Segment Start: Source information

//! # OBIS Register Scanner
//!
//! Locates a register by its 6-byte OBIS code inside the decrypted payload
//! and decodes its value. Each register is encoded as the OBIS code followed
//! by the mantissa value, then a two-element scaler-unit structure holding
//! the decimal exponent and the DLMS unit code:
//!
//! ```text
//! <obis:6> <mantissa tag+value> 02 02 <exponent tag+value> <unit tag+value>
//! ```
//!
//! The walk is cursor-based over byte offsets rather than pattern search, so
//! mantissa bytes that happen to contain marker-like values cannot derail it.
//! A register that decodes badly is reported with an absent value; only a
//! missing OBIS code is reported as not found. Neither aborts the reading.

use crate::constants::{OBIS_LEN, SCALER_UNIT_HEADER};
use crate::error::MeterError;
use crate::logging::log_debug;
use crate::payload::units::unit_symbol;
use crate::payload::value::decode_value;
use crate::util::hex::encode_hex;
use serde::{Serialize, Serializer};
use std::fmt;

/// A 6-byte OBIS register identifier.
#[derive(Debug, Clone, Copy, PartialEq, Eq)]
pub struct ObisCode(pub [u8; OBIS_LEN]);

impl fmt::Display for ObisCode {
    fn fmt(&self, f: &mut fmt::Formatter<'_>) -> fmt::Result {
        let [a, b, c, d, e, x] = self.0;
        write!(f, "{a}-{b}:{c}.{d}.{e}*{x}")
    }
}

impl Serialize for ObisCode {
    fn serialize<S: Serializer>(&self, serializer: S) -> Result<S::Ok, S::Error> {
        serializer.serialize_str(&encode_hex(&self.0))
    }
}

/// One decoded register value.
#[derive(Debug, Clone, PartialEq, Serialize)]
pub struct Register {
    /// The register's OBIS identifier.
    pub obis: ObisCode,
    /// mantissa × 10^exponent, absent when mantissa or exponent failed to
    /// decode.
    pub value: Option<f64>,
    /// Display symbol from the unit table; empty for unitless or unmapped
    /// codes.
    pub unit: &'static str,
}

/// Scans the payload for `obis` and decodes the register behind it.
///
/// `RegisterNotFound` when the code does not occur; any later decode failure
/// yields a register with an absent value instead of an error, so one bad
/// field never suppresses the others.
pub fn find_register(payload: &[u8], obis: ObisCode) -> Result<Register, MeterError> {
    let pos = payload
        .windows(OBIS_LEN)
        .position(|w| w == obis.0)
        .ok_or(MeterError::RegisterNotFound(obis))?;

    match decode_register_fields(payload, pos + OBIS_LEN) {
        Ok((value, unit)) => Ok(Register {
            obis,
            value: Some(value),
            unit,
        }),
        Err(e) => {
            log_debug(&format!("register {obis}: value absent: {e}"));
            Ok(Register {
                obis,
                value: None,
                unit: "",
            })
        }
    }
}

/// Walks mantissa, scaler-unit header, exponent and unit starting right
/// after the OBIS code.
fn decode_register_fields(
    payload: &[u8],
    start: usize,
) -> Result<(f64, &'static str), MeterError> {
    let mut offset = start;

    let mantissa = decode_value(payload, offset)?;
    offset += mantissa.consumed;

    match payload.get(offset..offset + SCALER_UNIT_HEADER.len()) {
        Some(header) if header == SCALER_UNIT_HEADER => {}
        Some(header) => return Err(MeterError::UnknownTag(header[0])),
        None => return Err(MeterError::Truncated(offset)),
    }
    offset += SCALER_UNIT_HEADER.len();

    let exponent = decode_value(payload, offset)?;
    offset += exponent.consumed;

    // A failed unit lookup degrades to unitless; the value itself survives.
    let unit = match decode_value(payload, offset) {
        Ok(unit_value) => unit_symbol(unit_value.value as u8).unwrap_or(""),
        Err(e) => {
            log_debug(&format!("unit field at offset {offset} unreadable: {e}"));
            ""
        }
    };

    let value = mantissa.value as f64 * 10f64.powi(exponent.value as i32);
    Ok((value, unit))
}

Segment End: Source information
Segment Start: Source information

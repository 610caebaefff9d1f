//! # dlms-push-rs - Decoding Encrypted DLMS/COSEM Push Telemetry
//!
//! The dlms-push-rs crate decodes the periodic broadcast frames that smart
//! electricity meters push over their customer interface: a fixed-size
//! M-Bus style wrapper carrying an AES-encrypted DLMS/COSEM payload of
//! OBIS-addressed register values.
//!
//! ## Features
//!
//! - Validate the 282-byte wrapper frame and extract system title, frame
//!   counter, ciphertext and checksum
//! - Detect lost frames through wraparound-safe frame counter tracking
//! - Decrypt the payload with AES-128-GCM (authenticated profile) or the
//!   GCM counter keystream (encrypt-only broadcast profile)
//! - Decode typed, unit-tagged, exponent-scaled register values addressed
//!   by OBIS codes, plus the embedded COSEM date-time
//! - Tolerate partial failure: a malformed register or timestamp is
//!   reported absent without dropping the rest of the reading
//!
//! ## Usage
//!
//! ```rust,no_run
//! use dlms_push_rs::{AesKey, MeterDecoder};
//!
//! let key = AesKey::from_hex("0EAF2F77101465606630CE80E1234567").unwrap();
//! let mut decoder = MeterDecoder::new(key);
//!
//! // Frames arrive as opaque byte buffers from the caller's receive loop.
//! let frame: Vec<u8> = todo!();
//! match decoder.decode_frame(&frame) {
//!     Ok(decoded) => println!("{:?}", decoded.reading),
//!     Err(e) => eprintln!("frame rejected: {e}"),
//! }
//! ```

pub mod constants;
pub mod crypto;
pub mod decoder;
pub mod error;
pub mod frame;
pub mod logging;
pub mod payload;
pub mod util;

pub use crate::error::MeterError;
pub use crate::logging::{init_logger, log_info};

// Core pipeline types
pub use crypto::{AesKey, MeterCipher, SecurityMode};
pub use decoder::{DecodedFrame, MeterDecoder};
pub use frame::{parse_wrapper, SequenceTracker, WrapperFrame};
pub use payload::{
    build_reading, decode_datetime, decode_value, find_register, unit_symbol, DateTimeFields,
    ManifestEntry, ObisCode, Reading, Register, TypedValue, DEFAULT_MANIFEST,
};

Segment End: Source information
Segment Start: Source information

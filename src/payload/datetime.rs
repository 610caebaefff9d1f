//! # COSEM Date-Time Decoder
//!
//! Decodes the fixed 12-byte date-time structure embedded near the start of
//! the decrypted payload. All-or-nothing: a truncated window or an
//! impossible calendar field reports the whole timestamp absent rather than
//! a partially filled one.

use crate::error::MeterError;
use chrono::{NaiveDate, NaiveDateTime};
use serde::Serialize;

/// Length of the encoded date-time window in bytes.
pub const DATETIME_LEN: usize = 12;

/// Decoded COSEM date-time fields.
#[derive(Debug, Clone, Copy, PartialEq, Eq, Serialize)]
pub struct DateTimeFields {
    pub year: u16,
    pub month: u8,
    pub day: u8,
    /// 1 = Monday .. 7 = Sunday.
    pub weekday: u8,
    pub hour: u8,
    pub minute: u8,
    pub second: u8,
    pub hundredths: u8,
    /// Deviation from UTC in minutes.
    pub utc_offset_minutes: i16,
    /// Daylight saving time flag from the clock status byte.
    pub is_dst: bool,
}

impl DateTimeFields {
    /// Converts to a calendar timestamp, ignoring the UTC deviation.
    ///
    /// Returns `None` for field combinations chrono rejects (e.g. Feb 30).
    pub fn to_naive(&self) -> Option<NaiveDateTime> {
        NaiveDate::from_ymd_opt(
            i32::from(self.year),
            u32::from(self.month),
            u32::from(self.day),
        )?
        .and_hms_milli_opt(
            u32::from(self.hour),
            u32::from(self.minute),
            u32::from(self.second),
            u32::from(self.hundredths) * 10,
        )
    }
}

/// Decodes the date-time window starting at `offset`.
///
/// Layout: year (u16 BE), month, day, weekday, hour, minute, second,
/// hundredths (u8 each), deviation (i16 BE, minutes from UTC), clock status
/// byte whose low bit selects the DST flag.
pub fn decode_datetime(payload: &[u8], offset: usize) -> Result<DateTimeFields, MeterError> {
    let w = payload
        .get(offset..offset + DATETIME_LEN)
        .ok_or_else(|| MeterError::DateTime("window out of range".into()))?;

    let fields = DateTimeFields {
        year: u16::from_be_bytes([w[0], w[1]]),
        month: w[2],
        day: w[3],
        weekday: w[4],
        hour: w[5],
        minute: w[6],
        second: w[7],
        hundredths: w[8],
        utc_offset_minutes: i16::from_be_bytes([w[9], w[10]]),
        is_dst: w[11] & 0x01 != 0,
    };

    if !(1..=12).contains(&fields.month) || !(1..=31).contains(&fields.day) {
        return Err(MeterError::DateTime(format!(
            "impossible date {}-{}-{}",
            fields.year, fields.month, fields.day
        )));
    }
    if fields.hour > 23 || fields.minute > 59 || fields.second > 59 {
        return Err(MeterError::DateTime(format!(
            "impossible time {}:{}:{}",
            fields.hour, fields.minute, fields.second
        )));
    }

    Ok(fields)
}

Segment End: Source information

__What is being asked__.
Every line above holding the string "only" should be listed.

__Solution to this problem__.
//! A register that decodes badly is reported with an absent value; only a
//!   GCM counter keystream (encrypt-only broadcast profile)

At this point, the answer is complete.